**** Exercise data

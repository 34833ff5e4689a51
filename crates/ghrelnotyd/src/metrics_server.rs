//! Metrics and health HTTP endpoint
//!
//! Runs beside the poll loop and shares nothing with it except the
//! `Arc<Metrics>` handle.

use anyhow::Context;
use axum::Router;
use axum::extract::State;
use axum::http::{StatusCode, header};
use axum::response::IntoResponse;
use axum::routing::get;
use ghrelnoty_core::Metrics;
use std::sync::Arc;
use tokio::net::TcpListener;
use tokio_util::sync::CancellationToken;

const PROMETHEUS_CONTENT_TYPE: &str = "text/plain; version=0.0.4; charset=utf-8";

/// Builds the router with `/metrics` and `/health`
pub fn router(metrics: Arc<Metrics>) -> Router {
    Router::new()
        .route("/metrics", get(metrics_handler))
        .route("/health", get(health_handler))
        .with_state(metrics)
}

/// Liveness probe; 200 OK while the process is serving
pub async fn health_handler() -> (StatusCode, &'static str) {
    (StatusCode::OK, "OK")
}

/// Prometheus text exposition of every counter and gauge
pub async fn metrics_handler(State(metrics): State<Arc<Metrics>>) -> impl IntoResponse {
    (
        [(header::CONTENT_TYPE, PROMETHEUS_CONTENT_TYPE)],
        metrics.render(),
    )
}

/// Bind the listener; failure is fatal at startup
pub async fn bind(port: u16) -> anyhow::Result<TcpListener> {
    TcpListener::bind(("0.0.0.0", port))
        .await
        .with_context(|| format!("Cannot bind metrics endpoint on port {}", port))
}

/// Serve until `shutdown` is cancelled
pub async fn serve(
    listener: TcpListener,
    metrics: Arc<Metrics>,
    shutdown: CancellationToken,
) -> std::io::Result<()> {
    axum::serve(listener, router(metrics))
        .with_graceful_shutdown(async move { shutdown.cancelled().await })
        .await
}

#[cfg(test)]
mod tests {
    use super::*;
    use axum::body::Body;
    use axum::http::Request;
    use http_body_util::BodyExt;
    use tower::ServiceExt;

    #[tokio::test]
    async fn health_returns_200_ok() {
        let (status, body) = health_handler().await;
        assert_eq!(status, StatusCode::OK);
        assert_eq!(body, "OK");
    }

    #[tokio::test]
    async fn metrics_renders_current_values() {
        let metrics = Arc::new(Metrics::new());
        metrics.new_release_found();
        metrics.set_rate_limit(5000);
        let app = router(metrics);

        let request = Request::builder()
            .uri("/metrics")
            .body(Body::empty())
            .unwrap();
        let response = app.oneshot(request).await.unwrap();

        assert_eq!(response.status(), StatusCode::OK);
        assert_eq!(
            response.headers()[header::CONTENT_TYPE],
            PROMETHEUS_CONTENT_TYPE
        );

        let body = response.into_body().collect().await.unwrap().to_bytes();
        let text = String::from_utf8(body.to_vec()).unwrap();
        assert!(text.contains("ghrelnoty_new_releases_founds_total 1\n"));
        assert!(text.contains("ghrelnoty_github_rate_limit 5000\n"));
    }

    #[tokio::test]
    async fn unknown_path_is_404() {
        let app = router(Arc::new(Metrics::new()));

        let request = Request::builder()
            .uri("/nope")
            .body(Body::empty())
            .unwrap();
        let response = app.oneshot(request).await.unwrap();

        assert_eq!(response.status(), StatusCode::NOT_FOUND);
    }

    #[tokio::test]
    async fn serve_stops_on_cancel() {
        let listener = TcpListener::bind(("127.0.0.1", 0)).await.unwrap();
        let shutdown = CancellationToken::new();
        let handle = tokio::spawn(serve(listener, Arc::new(Metrics::new()), shutdown.clone()));

        shutdown.cancel();
        let result = tokio::time::timeout(std::time::Duration::from_secs(5), handle).await;
        assert!(result.unwrap().unwrap().is_ok());
    }
}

********

> Work instruction: Whenever a line above includes "port", copy it in full.

> Answer for this exercise:
pub async fn bind(port: u16) -> anyhow::Result<TcpListener> {
    TcpListener::bind(("0.0.0.0", port))
        .with_context(|| format!("Cannot bind metrics endpoint on port {}", port))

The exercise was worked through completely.